Ofcom ruled that the spending was in breach of the Communications Act 2003 and the Code of Broadcast Advertising.

There was a lack of any documentation or monitoring of the use of media advisers.

So taxpayers’ money could be improperly and unlawfully used to pay for the Mayor’s political activities

Irregular practices took place in the awarding of contracts.

For example, PwC identified cases where one of the Council’s officers recalls that during a meeting, the Mayor allegedly annotated a list of suppliers to indicate which suppliers he did not wish to be selected.

As a whole, PwC conclude that the Council has failed in numerous respects to comply with the best value duty.”

Given the “fundamental breakdown of governance in this Mayoral administration” Mr Pickles has decided to intervene:

“My proposed intervention is centred on putting in place a team of three Commissioners who I will appoint and who will be accountable to me.

Their role will be to oversee, or as appropriate, exercise certain functions of the Council.

I envisage the Commissioners will be in place until 31 March 2017.

It will be open to Ministers to review this in the light of the progress made by the Council to secure compliance with its best value duty.

To help me assess that progress, I am proposing that within 3 months of launching the intervention, the Council will – with the Commissioners – draw up and agree an action plan for securing the Council’s future compliance with the best value duty.

The Commissioners will report to me at 6 monthly intervals on progress being made.

This action plan must reflect the specific intervention measures in the proposed package.

These are as follows;

  • First, I propose to direct the Council as a matter of urgency to undertake, as the Commissioners may direct and to their satisfaction, a recruitment exercise to make permanent appointments to the positions of the three statutory officers, all currently only interim appointments.
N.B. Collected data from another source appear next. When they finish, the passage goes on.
//! Phase executor: runs one phase of one job through the tier-escalation
//! loop against the LLM client, persisting cost/tokens/tier/attempts as it
//! goes and writing the phase's artifact to disk on success.

use crate::artifacts::{save_revision, RevisionKind};
use crate::collaborators::SstLookup;
use crate::config::{RoutingConfig, SafetyConfig};
use crate::events::EventBus;
use crate::llm::{AtomicCostLedger, CallLimits, LlmClient, LlmError, Message, Role};
use crate::paths::sanitized_artifact_path as artifact_path;
use crate::prompts::PromptLibrary;
use crate::router::{select_tier, EscalationReason, TierSelection};
use crate::store::{PhasePatch, Store};
use crate::types::{EventType, Job, PhaseName, PhaseStatus};
use anyhow::Result;
use chrono::Utc;
use std::sync::Arc;
use std::time::Instant;

pub const MAX_TIER_ESCALATIONS: u32 = 10;

#[derive(Debug, Clone, PartialEq, Eq)]
pub enum PhaseOutcome {
    Completed { deliverable_path: String },
    Failed { reason: String },
    Skipped,
}

pub struct PhaseExecutor {
    pub store: Arc<Store>,
    pub events: EventBus,
    pub llm: Arc<dyn LlmClient>,
    pub prompts: Arc<PromptLibrary>,
    pub sst: Arc<dyn SstLookup>,
    pub routing: Arc<RoutingConfig>,
    pub safety: Arc<SafetyConfig>,
}

impl PhaseExecutor {
    /// Run one phase to completion, escalating through tiers as needed.
    /// Returns the outcome; the caller (the worker's job task) decides what
    /// to do with a `Failed` required phase (trigger recovery) versus an
    /// optional one (mark skipped and move on).
    pub async fn run_phase(&self, job: &Job, phase: PhaseName, ledger: Arc<AtomicCostLedger>) -> Result<PhaseOutcome> {
        let start = Instant::now();
        self.store
            .update_phase(
                job.id,
                phase,
                PhasePatch { status: Some(PhaseStatus::InProgress), started_at: Some(Utc::now()), ..Default::default() },
            )
            .await?;

        let mut current: Option<(u32, EscalationReason)> = None;

        for _ in 0..MAX_TIER_ESCALATIONS {
            let duration_minutes = start.elapsed().as_secs_f64() / 60.0;
            let selection = select_tier(&self.routing, phase, duration_minutes, current);

            let tier = match selection {
                TierSelection::Selected { tier, reason } => {
                    let event_type = if current.is_none() { EventType::ModelSelected } else { EventType::ModelFallback };
                    self.events
                        .emit(
                            job.id,
                            event_type,
                            serde_json::json!({
                                "phase": phase.as_str(),
                                "model": tier.model,
                                "tier": tier.label,
                                "reason": reason,
                            }),
                        )
                        .await?;
                    tier
                }
                TierSelection::Exhausted { .. } => {
                    let reason = "tier ladder exhausted".to_string();
                    self.store
                        .update_phase(
                            job.id,
                            phase,
                            PhasePatch {
                                status: Some(PhaseStatus::Failed),
                                error_message: Some(reason.clone()),
                                completed_at: Some(Utc::now()),
                                ..Default::default()
                            },
                        )
                        .await?;
                    return Ok(PhaseOutcome::Failed { reason });
                }
            };

            let messages = self.build_messages(job, phase).await?;
            let limits = CallLimits {
                model_allowlist: self.safety.model_allowlist.clone(),
                max_cost_per_1k_tokens: self.safety.max_cost_per_1k_tokens,
                timeout_secs: 120,
            };

            self.store
                .update_phase(
                    job.id,
                    phase,
                    PhasePatch {
                        attempts_delta: 1,
                        tier_index: Some(tier.index),
                        tier_label: Some(tier.label.clone()),
                        ..Default::default()
                    },
                )
                .await?;

            match self.llm.complete(&tier, &messages, limits, ledger.clone(), self.safety.run_cost_cap).await {
                Ok(result) => {
                    let relative = format!("{}_output.md", phase.as_str());
                    let path = artifact_path(&job.project_path, &relative)?;
                    if phase == PhaseName::Manager {
                        if let Ok(existing) = std::fs::read_to_string(&path) {
                            save_revision(&job.project_path, RevisionKind::ManagerOutput, &existing)?;
                        }
                    }
                    std::fs::write(&path, &result.text)?;

                    self.store
                        .update_phase(
                            job.id,
                            phase,
                            PhasePatch {
                                status: Some(PhaseStatus::Completed),
                                model: Some(result.model.clone()),
                                cost_delta: result.cost,
                                input_tokens_delta: result.input_tokens,
                                output_tokens_delta: result.output_tokens,
                                completed_at: Some(Utc::now()),
                                deliverable_path: Some(path.display().to_string()),
                                ..Default::default()
                            },
                        )
                        .await?;
                    self.events
                        .emit(
                            job.id,
                            EventType::CostUpdate,
                            serde_json::json!({
                                "phase": phase.as_str(),
                                "model": result.model,
                                "cost": result.cost,
                                "input_tokens": result.input_tokens,
                                "output_tokens": result.output_tokens,
                            }),
                        )
                        .await?;
                    return Ok(PhaseOutcome::Completed { deliverable_path: path.display().to_string() });
                }
                Err(LlmError::Transient(msg)) => {
                    current = Some((tier.index, EscalationReason::TransientFailure));
                    tracing::warn!(job_id = job.id, phase = phase.as_str(), %msg, "transient failure, escalating tier");
                }
                Err(LlmError::ContextTooLarge) => {
                    current = Some((tier.index, EscalationReason::ContextTooLarge));
                    tracing::warn!(job_id = job.id, phase = phase.as_str(), "context too large, forcing escalation");
                }
                Err(LlmError::Safety(violation)) => {
                    let reason = format!("safety violation: {violation:?}");
                    self.store
                        .update_phase(
                            job.id,
                            phase,
                            PhasePatch {
                                status: Some(PhaseStatus::Failed),
                                error_message: Some(reason.clone()),
                                completed_at: Some(Utc::now()),
                                ..Default::default()
                            },
                        )
                        .await?;
                    return Ok(PhaseOutcome::Failed { reason });
                }
                Err(LlmError::Permanent(msg)) => {
                    self.store
                        .update_phase(
                            job.id,
                            phase,
                            PhasePatch {
                                status: Some(PhaseStatus::Failed),
                                error_message: Some(msg.clone()),
                                completed_at: Some(Utc::now()),
                                ..Default::default()
                            },
                        )
                        .await?;
                    return Ok(PhaseOutcome::Failed { reason: msg });
                }
            }
        }

        let reason = "exceeded maximum tier escalations".to_string();
        self.store
            .update_phase(
                job.id,
                phase,
                PhasePatch {
                    status: Some(PhaseStatus::Failed),
                    error_message: Some(reason.clone()),
                    completed_at: Some(Utc::now()),
                    ..Default::default()
                },
            )
            .await?;
        Ok(PhaseOutcome::Failed { reason })
    }

    async fn build_messages(&self, job: &Job, phase: PhaseName) -> Result<Vec<Message>> {
        let system = self.prompts.system_prompt(phase).to_string();
        let transcript = std::fs::read_to_string(&job.transcript_file).unwrap_or_default();

        let mut user = format!("# Transcript\n\n{transcript}\n");

        for prior_phase in &job.phases {
            if prior_phase.name == phase {
                break;
            }
            let relative = format!("{}_output.md", prior_phase.name.as_str());
            if let Ok(path) = artifact_path(&job.project_path, &relative) {
                if let Ok(content) = std::fs::read_to_string(&path) {
                    user.push_str(&format!("\n# Prior phase: {}\n\n{content}\n", prior_phase.name.as_str()));
                }
            }
        }

        if let Some(media_id) = &job.media_id {
            if let Some(ctx) = self.sst.lookup(media_id).await {
                user.push_str(&format!("\n# SST context\n\n{}\n", ctx.summary));
            }
        }

        Ok(vec![
            Message { role: Role::System, content: system },
            Message { role: Role::User, content: user },
        ])
    }
}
I also propose to direct that any subsequent dismissal, suspension, or further appointment of statutory officers must be with the agreement of the Commissioners.
  • Secondly, I propose to direct that the Council’s functions on grant making are to be exercised by the Commissioners; the Council must provide the Commissioners with all the assistance they need. The Commissioners will have regard to any views the Council has on the making of grants.
  • Thirdly, I propose to direct that the Council obtains the prior written agreement of the Commissioners before entering into any commitment to dispose of, or otherwise transfer to third parties, property other than housing.
  • Fourthly, I propose to direct that the Council prepares a fully-costed plan for how its publicity functions can be properly exercised. It must agree that plan with the Commissioners, report to the Commissioners on the delivery of that plan, and adopt any recommendation of the Commissioners with respect to that plan or to publicity more generally.
  • Fifthly, I propose to direct that the Council’s functions of appointing an Electoral Registration Officer and a Returning Officer for elections are to be exercised as a matter of urgency by the Commissioners.
  • And sixthly, I propose to direct the Council to prepare with the Commissioners a plan for addressing the weaknesses on contracting identified in the PwC report.

He concluded on a more positive note:

Despite the rare cases like Tower Hamlets, as a whole, councils have a good record of transparency, probity, scrutiny and accountability.

It is a reputation worth protecting.

As a former councillor, I am proud of the standing that local government has in the United Kingdom, of what it contributes to the lives of our communities up and down the country.

I will take whatever steps are necessary to uphold the good name of local government.

There can be no place for Rotten Boroughs in 21st Britain.

Earlier this year I concluded that democracy was not functioning in Tower Hamlets. The rule of law does not appear to have been either.

The soft option would have been to have quietly ignored these problems.

Mr Pickles has chosen instead to sort them out. That is tremendously heartening.